>>>
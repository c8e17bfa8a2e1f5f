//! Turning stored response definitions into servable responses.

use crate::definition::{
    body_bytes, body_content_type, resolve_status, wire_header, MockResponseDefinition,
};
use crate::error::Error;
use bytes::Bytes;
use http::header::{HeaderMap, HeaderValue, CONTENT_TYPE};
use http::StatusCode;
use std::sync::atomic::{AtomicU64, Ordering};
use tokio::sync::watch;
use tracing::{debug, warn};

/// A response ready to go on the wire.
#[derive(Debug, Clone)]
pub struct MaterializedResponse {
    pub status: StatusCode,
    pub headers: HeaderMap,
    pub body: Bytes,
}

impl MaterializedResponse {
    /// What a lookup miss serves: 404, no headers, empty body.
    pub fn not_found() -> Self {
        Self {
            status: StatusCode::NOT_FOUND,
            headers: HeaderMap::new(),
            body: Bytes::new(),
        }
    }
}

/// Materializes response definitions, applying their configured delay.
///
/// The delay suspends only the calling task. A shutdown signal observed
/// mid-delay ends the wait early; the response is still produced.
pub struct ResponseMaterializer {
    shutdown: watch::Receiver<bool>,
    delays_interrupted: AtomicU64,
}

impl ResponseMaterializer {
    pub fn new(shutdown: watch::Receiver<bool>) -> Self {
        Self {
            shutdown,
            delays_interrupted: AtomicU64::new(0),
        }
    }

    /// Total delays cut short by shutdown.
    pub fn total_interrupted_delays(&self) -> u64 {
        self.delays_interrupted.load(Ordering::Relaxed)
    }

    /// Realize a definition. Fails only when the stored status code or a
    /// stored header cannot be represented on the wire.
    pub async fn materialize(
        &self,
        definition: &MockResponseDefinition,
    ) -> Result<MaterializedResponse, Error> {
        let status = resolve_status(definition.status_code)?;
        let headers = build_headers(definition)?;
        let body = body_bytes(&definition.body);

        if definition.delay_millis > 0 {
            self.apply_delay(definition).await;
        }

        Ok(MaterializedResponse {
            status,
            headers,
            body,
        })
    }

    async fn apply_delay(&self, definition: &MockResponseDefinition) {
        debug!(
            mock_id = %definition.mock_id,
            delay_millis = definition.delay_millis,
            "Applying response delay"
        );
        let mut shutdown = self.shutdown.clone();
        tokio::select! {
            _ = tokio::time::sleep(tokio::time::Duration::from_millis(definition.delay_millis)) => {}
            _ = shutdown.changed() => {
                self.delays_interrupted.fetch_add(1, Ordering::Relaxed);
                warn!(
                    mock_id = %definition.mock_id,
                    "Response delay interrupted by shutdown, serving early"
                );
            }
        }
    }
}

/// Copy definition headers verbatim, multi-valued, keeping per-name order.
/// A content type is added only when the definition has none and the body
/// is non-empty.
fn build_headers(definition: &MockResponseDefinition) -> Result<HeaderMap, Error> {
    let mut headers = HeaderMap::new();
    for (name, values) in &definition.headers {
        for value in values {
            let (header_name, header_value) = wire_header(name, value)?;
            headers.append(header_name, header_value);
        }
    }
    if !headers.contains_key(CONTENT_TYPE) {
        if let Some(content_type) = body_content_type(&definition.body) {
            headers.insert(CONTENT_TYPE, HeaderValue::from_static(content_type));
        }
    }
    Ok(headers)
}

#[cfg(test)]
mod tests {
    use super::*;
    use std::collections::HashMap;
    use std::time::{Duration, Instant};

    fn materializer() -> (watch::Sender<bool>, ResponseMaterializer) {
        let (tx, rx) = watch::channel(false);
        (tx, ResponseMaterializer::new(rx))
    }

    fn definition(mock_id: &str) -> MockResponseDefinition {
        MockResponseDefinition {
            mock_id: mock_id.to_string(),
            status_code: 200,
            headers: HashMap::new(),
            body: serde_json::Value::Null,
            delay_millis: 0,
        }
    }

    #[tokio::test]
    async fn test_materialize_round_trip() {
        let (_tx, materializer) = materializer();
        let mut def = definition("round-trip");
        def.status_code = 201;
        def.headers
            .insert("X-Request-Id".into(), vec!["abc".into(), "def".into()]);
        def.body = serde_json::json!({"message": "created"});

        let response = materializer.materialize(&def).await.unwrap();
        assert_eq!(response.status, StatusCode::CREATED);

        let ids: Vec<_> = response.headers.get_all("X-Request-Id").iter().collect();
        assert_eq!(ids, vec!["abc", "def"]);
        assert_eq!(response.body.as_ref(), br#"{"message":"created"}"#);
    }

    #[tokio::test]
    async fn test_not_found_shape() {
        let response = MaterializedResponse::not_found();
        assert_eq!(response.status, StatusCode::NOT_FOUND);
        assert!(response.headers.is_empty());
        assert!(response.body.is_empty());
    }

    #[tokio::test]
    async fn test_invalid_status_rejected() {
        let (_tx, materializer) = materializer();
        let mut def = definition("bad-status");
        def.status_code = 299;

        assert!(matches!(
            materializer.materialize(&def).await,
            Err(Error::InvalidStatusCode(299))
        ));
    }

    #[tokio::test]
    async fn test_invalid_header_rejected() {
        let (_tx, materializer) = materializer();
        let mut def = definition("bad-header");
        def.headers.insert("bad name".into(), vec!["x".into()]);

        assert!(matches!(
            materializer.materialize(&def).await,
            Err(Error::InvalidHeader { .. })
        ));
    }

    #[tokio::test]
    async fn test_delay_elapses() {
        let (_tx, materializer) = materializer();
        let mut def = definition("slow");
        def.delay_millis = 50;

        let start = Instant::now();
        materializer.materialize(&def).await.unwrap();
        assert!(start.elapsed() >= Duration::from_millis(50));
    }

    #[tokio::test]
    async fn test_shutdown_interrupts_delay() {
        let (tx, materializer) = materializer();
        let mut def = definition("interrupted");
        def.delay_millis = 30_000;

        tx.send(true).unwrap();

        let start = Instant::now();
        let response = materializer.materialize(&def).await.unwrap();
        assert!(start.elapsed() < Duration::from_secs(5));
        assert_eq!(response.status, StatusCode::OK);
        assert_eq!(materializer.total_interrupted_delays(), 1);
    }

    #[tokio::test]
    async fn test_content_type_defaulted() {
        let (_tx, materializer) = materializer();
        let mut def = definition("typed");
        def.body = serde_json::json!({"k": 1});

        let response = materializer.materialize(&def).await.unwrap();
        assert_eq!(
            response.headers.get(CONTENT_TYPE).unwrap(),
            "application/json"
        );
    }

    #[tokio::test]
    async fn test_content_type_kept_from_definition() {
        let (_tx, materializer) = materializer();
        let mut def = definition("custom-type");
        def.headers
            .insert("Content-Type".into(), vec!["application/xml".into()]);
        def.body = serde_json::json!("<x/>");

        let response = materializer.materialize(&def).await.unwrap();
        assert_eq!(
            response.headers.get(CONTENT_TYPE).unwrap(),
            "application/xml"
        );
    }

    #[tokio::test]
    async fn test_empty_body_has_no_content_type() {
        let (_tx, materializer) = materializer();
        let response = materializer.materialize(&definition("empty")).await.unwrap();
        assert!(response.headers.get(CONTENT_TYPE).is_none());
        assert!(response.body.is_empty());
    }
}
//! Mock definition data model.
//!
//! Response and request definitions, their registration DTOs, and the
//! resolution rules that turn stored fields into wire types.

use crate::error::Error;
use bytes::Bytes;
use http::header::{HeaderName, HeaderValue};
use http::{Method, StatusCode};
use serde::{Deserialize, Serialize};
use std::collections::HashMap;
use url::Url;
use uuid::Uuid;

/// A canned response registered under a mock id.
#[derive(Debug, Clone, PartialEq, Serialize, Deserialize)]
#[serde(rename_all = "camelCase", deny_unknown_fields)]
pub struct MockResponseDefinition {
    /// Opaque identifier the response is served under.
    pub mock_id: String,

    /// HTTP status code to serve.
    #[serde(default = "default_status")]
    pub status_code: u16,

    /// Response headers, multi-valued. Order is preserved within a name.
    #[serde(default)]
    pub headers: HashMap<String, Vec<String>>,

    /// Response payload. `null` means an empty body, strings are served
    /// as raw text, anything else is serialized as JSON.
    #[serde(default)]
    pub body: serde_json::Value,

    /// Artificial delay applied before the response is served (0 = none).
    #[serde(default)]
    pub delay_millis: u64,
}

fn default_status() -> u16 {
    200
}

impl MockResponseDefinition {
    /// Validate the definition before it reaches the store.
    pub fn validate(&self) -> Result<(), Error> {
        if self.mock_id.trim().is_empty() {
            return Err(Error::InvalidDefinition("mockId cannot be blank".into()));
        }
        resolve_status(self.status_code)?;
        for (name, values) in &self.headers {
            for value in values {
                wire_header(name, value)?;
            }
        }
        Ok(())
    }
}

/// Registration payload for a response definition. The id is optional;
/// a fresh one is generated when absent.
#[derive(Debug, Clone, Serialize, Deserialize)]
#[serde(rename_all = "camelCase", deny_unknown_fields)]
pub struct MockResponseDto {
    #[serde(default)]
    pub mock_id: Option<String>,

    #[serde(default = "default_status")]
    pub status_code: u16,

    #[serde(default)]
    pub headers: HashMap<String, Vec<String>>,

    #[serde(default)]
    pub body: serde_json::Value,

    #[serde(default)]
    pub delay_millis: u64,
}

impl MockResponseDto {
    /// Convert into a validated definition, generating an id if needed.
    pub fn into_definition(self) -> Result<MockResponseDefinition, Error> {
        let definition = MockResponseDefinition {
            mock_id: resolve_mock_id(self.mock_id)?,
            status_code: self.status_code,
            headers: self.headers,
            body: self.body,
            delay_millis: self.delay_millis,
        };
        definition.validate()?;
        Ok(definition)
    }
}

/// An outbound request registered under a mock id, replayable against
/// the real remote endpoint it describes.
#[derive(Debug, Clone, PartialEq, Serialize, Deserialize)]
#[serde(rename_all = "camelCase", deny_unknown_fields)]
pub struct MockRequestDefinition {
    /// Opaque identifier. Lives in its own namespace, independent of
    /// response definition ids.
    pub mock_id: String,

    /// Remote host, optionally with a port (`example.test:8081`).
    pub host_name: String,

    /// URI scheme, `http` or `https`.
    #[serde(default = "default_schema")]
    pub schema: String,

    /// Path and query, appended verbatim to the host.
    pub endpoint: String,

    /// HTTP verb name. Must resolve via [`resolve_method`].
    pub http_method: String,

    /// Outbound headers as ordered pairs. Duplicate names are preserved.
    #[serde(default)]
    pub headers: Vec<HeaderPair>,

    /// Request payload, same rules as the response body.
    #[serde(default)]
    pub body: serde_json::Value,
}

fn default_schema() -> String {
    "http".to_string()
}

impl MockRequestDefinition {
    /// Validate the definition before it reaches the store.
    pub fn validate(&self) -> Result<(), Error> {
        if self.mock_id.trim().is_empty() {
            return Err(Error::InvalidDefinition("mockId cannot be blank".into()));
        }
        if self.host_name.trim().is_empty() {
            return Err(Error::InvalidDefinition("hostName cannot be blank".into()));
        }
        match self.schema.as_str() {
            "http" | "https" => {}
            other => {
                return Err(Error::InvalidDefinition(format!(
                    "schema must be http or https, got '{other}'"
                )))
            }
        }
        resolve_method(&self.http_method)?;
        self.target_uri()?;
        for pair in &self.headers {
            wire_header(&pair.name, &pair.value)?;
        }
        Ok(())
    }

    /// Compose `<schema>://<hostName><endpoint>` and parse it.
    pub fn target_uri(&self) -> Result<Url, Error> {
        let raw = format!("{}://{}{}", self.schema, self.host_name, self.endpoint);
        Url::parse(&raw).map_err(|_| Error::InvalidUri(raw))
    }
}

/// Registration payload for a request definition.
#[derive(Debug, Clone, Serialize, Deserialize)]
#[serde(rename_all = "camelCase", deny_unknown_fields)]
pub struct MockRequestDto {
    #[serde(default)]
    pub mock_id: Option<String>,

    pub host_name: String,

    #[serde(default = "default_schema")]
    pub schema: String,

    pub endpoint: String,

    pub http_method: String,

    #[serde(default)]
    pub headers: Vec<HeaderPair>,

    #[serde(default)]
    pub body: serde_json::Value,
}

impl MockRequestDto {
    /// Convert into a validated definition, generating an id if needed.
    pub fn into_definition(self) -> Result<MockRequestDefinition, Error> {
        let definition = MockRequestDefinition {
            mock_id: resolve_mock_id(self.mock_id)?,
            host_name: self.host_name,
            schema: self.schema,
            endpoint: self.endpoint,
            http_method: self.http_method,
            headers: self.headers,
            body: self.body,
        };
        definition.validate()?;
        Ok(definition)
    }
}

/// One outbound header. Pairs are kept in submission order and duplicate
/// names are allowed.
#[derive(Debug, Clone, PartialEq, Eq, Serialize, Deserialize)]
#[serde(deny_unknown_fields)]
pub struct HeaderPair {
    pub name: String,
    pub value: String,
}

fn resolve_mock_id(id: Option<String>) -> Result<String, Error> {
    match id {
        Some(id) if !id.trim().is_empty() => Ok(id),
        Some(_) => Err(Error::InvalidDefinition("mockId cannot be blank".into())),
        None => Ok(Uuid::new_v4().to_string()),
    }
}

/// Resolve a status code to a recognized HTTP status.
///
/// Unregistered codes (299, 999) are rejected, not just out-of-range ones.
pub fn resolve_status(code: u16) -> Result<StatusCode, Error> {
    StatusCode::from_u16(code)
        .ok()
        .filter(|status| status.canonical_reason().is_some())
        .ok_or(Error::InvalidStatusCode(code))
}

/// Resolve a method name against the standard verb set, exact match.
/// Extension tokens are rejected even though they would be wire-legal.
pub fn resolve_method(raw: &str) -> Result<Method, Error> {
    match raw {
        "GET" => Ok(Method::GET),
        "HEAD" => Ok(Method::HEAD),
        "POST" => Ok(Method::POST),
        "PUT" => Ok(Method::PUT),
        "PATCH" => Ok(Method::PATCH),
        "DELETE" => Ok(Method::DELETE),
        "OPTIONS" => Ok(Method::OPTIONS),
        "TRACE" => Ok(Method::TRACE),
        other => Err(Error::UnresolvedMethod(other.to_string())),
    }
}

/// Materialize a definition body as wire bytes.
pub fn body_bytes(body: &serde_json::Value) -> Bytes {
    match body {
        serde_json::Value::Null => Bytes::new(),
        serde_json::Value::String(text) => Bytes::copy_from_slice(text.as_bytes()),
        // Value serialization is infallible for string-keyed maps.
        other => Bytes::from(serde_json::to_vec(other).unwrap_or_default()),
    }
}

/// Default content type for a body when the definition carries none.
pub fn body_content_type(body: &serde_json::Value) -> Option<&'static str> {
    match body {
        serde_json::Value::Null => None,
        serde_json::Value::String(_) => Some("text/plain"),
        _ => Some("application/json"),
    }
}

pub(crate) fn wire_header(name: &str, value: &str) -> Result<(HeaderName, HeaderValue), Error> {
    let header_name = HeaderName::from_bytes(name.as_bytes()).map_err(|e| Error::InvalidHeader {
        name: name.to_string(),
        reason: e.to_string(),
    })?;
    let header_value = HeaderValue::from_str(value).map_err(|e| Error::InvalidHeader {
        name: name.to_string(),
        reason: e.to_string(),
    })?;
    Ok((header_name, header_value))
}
<<<
Exercise: Take from the material above every line that includes the word "HeaderMap".

Finished task:
use http::header::{HeaderMap, HeaderValue, CONTENT_TYPE};
    pub headers: HeaderMap,
            headers: HeaderMap::new(),
fn build_headers(definition: &MockResponseDefinition) -> Result<HeaderMap, Error> {
    let mut headers = HeaderMap::new();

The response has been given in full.